Charles Dickens predicts 2015 elections . . .

Christmas deadlines mean we’re writing this in advance; it’s about plus ça change, plus c’est la même chose, as the French would say.

UKIP will probably ban foreign words — coming over here taking our language and grammar — so in proper English that means: “the more things change, the more they stay the same”. Wise old buzzards, the French.

Reading our 1914 edition (still on sale, a bargain at £1.25), it’s obvious that while some minor things have changed — electricity invented, life expectancy improved, dentistry got better, computers happened — the big thing, human nature, has not changed at all.

This is probably why people who complain that things are going to the dogs can always be proved wrong: materially, while life has changed for the better, human nature has not changed at all.

For example, Anthony Trollope’s The Prime Minister was written in 1876.

The PM in question presides over a Lib Dem-Tory coalition government (Labour wasn’t invented back then, either), and Trollope wrote: “At the first proposition to form a coalition ministry, the newspapers had hardly known whether to assist or to oppose the scheme.
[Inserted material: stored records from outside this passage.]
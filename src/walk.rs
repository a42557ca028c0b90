use crate::error::{MetricsError, Result};
use crate::git::{GitRepo, WorkingTree};
use crate::model::{CommitInfo, WalkOptions};
use indicatif::{ProgressBar, ProgressStyle};

/// Walks first-parent history from head towards the root, checking out each
/// commit into `tree` before handing it to `observer`.
///
/// Merge parents other than the first are ignored. The walk ends without
/// error at the root commit, at the first commit older than
/// `options.since`, or once `options.max_commits` commits were observed.
pub fn walk<F>(repo: &GitRepo, tree: &mut WorkingTree, options: &WalkOptions, mut observer: F) -> Result<usize>
where
    F: FnMut(&CommitInfo, &WorkingTree) -> Result<()>,
{
    let pb = if options.progress {
        let pb = ProgressBar::new_spinner();
        pb.set_style(
            ProgressStyle::default_spinner()
                .template("{spinner:.green} {msg} [{pos} commits]")
                .unwrap_or_else(|_| ProgressStyle::default_spinner()),
        );
        pb.set_message("Walking history...");
        pb
    } else {
        ProgressBar::hidden()
    };

    let mut current = repo.resolve_head()?;
    let mut observed = 0usize;

    loop {
        if options.is_before_cutoff(&current.timestamp) {
            tracing::debug!(commit = current.short_id(), "commit older than cutoff, stopping");
            break;
        }
        if options.reached_limit(observed) {
            tracing::debug!(observed, "commit limit reached, stopping");
            break;
        }

        repo.checkout(&current, tree)?;
        tracing::debug!(commit = current.short_id(), message = %current.message, "checked out");

        observer(&current, &*tree).map_err(|source| MetricsError::Observer {
            id: current.id.clone(),
            source: Box::new(source),
        })?;
        observed += 1;
        pb.inc(1);

        let Some(parent_id) = current.parent_ids.first() else {
            tracing::debug!(commit = current.short_id(), "reached root commit");
            break;
        };
        current = repo.find_commit(parent_id)?;
    }

    pb.finish_and_clear();
    Ok(observed)
}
There was no doubt… of a tradition that coalitions of this kind have been generally feeble, sometimes disastrous, and on occasions even disgraceful.”

So far so perspicacious.

He goes on: “When a man, perhaps through a long political life, has bound himself to a certain code of opinions, how can he change that code at a moment? And when at the same moment, together with the change, he secures power, patronage, and pay, how shall the public voice absolve him?”
Sound familiar, Mr Clegg? And a warning for Mr Farage, surely?

The same book also describes the person who, nearly 150 years ago, thought that things were going to the dogs.
Of a landed gent in Herefordshire, Trollope wrote: “He did veritably believe that his dear country was going utterly to the dogs.” (See?).
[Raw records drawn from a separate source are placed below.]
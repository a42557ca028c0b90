//! Chart.js documents.
//!
//! A [`Chart`] is a set of labelled coordinate series plus axis settings. It
//! is written out as a standalone HTML page that loads Chart.js and embeds
//! the chart configuration as JSON.

use crate::error::Result;
use crate::model::{Sample, Series};
use serde::Serialize;
use serde_json::{json, Value};
use std::io::Write;

const CHART_JS_URL: &str = "https://cdn.jsdelivr.net/npm/chart.js@4.4.1/dist/chart.umd.min.js";

#[derive(Debug, Clone, Copy, PartialEq, Eq, Serialize)]
#[serde(rename_all = "lowercase")]
pub enum AxisKind {
    Linear,
}

#[derive(Debug, Clone, Copy, PartialEq, Eq, Serialize)]
#[serde(rename_all = "lowercase")]
pub enum Position {
    Bottom,
    Left,
}

#[derive(Debug, Clone, PartialEq)]
pub struct Axis {
    pub kind: AxisKind,
    pub position: Position,
    pub title: String,
    pub min: Option<f64>,
    pub max: Option<f64>,
    pub grid: bool,
}

impl Axis {
    pub fn linear(title: &str, position: Position, min: f64, max: f64) -> Self {
        Self {
            kind: AxisKind::Linear,
            position,
            title: title.to_string(),
            min: Some(min),
            max: Some(max),
            grid: true,
        }
    }

    fn to_json(&self) -> Value {
        let mut axis = json!({
            "type": self.kind,
            "position": self.position,
            "title": { "display": true, "text": self.title },
            "grid": { "display": self.grid },
        });
        if let Some(min) = self.min {
            axis["min"] = json!(min);
        }
        if let Some(max) = self.max {
            axis["max"] = json!(max);
        }
        axis
    }
}

#[derive(Debug, Clone)]
pub struct Chart {
    pub title: String,
    pub x_axis: Axis,
    pub y_axis: Axis,
    pub series: Vec<Series>,
    pub tooltips: bool,
    /// Tooltip title for every commit index.
    pub point_labels: Vec<String>,
}

impl Chart {
    /// A stacked percentage chart over the commit indices of `samples`:
    /// X spans 0..N-1 at the bottom, Y spans 0..100 on the left.
    pub fn stacked_percentages(
        title: &str,
        y_title: &str,
        samples: &[Sample],
        series: Vec<Series>,
    ) -> Self {
        let point_labels: Vec<String> = samples
            .iter()
            .map(|s| {
                format!(
                    "{} {} ({})",
                    s.commit.short_id(),
                    s.commit.message,
                    s.commit.timestamp.format("%Y-%m-%d")
                )
            })
            .collect();
        let last = point_labels.len().saturating_sub(1) as f64;

        Self {
            title: title.to_string(),
            x_axis: Axis::linear("Commit", Position::Bottom, 0.0, last),
            y_axis: Axis::linear(y_title, Position::Left, 0.0, 100.0),
            series,
            tooltips: true,
            point_labels,
        }
    }

    /// The Chart.js configuration object.
    pub fn to_config(&self) -> Value {
        let datasets: Vec<Value> = self
            .series
            .iter()
            .enumerate()
            .map(|(i, s)| {
                json!({
                    "label": s.label,
                    "data": s.points,
                    "borderColor": s.color.css(1.0),
                    "backgroundColor": s.color.css(0.6),
                    // first area down to the axis, every other one down to the previous line
                    "fill": if i == 0 { json!("origin") } else { json!("-1") },
                    "pointRadius": 0,
                    "tension": 0,
                })
            })
            .collect();

        json!({
            "type": "line",
            "data": { "datasets": datasets },
            "options": {
                "responsive": true,
                "interaction": { "mode": "index", "intersect": false },
                "plugins": {
                    "title": { "display": true, "text": self.title },
                    "tooltip": { "enabled": self.tooltips },
                },
                "scales": {
                    "x": self.x_axis.to_json(),
                    "y": self.y_axis.to_json(),
                },
            },
        })
    }
}

/// Writes `chart` as a self-contained HTML page.
pub fn write_html(chart: &Chart, out: &mut dyn Write) -> Result<()> {
    let config = script_json(&chart.to_config())?;
    let labels = script_json(&json!(chart.point_labels))?;

    write!(
        out,
        r#"<!DOCTYPE html>
<html lang="en">
<head>
    <meta charset="UTF-8">
    <meta name="viewport" content="width=device-width, initial-scale=1.0">
    <title>{title}</title>
    <script src="{CHART_JS_URL}"></script>
</head>
<body>
    <canvas id="chart"></canvas>
    <script>
        const config = {config};
        const pointLabels = {labels};
        config.options.plugins.tooltip.callbacks = {{
            title: (items) => items.length ? pointLabels[items[0].parsed.x] : ""
        }};
        new Chart(document.getElementById("chart"), config);
    </script>
</body>
</html>
"#,
        title = escape_html(&chart.title),
    )?;
    out.flush()?;
    Ok(())
}

// JSON is valid JavaScript, but "</script>" inside a string would end the tag.
fn script_json(value: &Value) -> Result<String> {
    Ok(serde_json::to_string(value)?.replace("</", "<\\/"))
}

fn escape_html(text: &str) -> String {
    text.replace('&', "&amp;")
        .replace('<', "&lt;")
        .replace('>', "&gt;")
        .replace('"', "&quot;")
}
“He felt that all his happiness was to be drawn from the past. There was nothing of joy or glory to which he could look forward either on behalf of his country or his family.
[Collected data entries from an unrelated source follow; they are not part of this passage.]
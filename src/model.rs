use chrono::{DateTime, Utc};
use serde::Serialize;
use std::collections::BTreeMap;

/// Per-commit measurements keyed by measurement name (e.g. a file extension).
pub type MeasurementMap = BTreeMap<String, u64>;

#[derive(Debug, Clone, PartialEq, Eq, Serialize)]
pub struct CommitInfo {
    pub id: String,
    /// First parent first; only that one is followed when walking history.
    pub parent_ids: Vec<String>,
    pub timestamp: DateTime<Utc>,
    pub author_name: String,
    pub message: String,
}

impl CommitInfo {
    pub fn short_id(&self) -> &str {
        &self.id[..self.id.len().min(8)]
    }

    pub fn is_root(&self) -> bool {
        self.parent_ids.is_empty()
    }
}

/// A commit paired with the measurements taken on its working tree.
#[derive(Debug, Clone, Serialize)]
pub struct Sample {
    pub commit: CommitInfo,
    pub measurements: MeasurementMap,
}

impl Sample {
    pub fn total(&self) -> u64 {
        self.measurements.values().sum()
    }

    pub fn count(&self, key: &str) -> u64 {
        self.measurements.get(key).copied().unwrap_or(0)
    }
}

#[derive(Debug, Clone, Copy, PartialEq, Serialize)]
pub struct SeriesPoint {
    /// Commit index, oldest commit at 0.
    pub x: usize,
    /// Cumulative percentage.
    pub y: f64,
}

#[derive(Debug, Clone, Copy, PartialEq, Eq)]
pub struct Rgba {
    pub r: u8,
    pub g: u8,
    pub b: u8,
    pub a: u8,
}

impl Rgba {
    pub fn css(&self, alpha: f32) -> String {
        format!(
            "rgba({}, {}, {}, {:.2})",
            self.r,
            self.g,
            self.b,
            (self.a as f32 / 255.0) * alpha
        )
    }
}

#[derive(Debug, Clone)]
pub struct Series {
    pub label: String,
    pub color: Rgba,
    pub points: Vec<SeriesPoint>,
}

/// One entry of a working-tree directory listing.
#[derive(Debug, Clone, PartialEq, Eq, PartialOrd, Ord)]
pub struct DirEntry {
    pub name: String,
    pub is_dir: bool,
}

#[derive(Debug, Clone, Default)]
pub struct WalkOptions {
    /// Maximum number of commits to visit.
    pub max_commits: Option<usize>,
    /// Commits strictly older than this are not visited.
    pub since: Option<DateTime<Utc>>,
    /// Show a spinner while walking.
    pub progress: bool,
}

impl WalkOptions {
    pub fn new() -> Self {
        Self::default()
    }

    pub fn with_max_commits(mut self, max_commits: usize) -> Self {
        self.max_commits = Some(max_commits);
        self
    }

    pub fn with_since(mut self, since: DateTime<Utc>) -> Self {
        self.since = Some(since);
        self
    }

    pub fn with_progress(mut self, progress: bool) -> Self {
        self.progress = progress;
        self
    }

    pub fn reached_limit(&self, observed: usize) -> bool {
        self.max_commits.is_some_and(|max| observed >= max)
    }

    pub fn is_before_cutoff(&self, timestamp: &DateTime<Utc>) -> bool {
        self.since.is_some_and(|since| timestamp < &since)
    }
}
“(He) read little or nothing, and thought that he knew the history of his country because he was aware that Charles I had had his head cut off, and that the Georges had come from Hanover.”

This is the same mentality that surely prompted a speaker on Radio Four’s Any Questions recently to comment that we are returning to poverty levels not seen since the Victorian age.

As for the (alleged) rising intolerance of foreigners today, sure to be an issue in the General Election, Charles Dickens nailed this in Little Dorrit, published between 1855 and 1857.

Dickens, writing about the residents of London’s Bleeding Heart Yard, noted that they held it (of a foreigner) “to be a sound constitutional national axiom” that he ought to go home to his own country, but “never thought of inquiring how many of their own countrymen would be returned upon their hands from divers parts of the world, if the principle were generally recognised”.

What a great writer Dickens was: predicting election issues nearly 150 years after he died.

The Bleeding Hearts also believed that foreigners were always badly off; “though they were as ill off themselves as they could desire to be”.

They believed that foreigners were “dragooned and bayoneted”, and though they got their own skulls promptly fractured if they showed any ill-humour, “still it was with a blunt instrument, and that didn’t count”.

They also believed that foreigners were “always immoral”, despite the fact “they had an occasional assize at home, and now and then a divorce case or so — that had nothing to do with it”.

Trollope has more on the nature of politicians, and it’s clear that some could be as self-serving and shallow as today.
With Russell Brand calling on people not to vote, it’s worth remembering that some politicians have always been useless.

But if people had not taken part in the democratic process, we would not have the liberties we have today.

We’re remembering the centenary of the Great War (our 1914 edition is still on sale, a bargain at £1.25, fascinating Christmas reading), but it’s been less well reported that it was not until 1918 that all men over 21, and wealthy women, won the right to vote. It was not until 1928 that all women over 21 won the right to vote.

In 1914, as men went off to die for their country, only 60% of them over the age of 21 had the vote. After the horrors of the trenches — had the law not been changed — millions of fighting men would not have had the vote.

Women had held the country together but even after 1918 only women over 30 who were married to a male voter or owned property could vote.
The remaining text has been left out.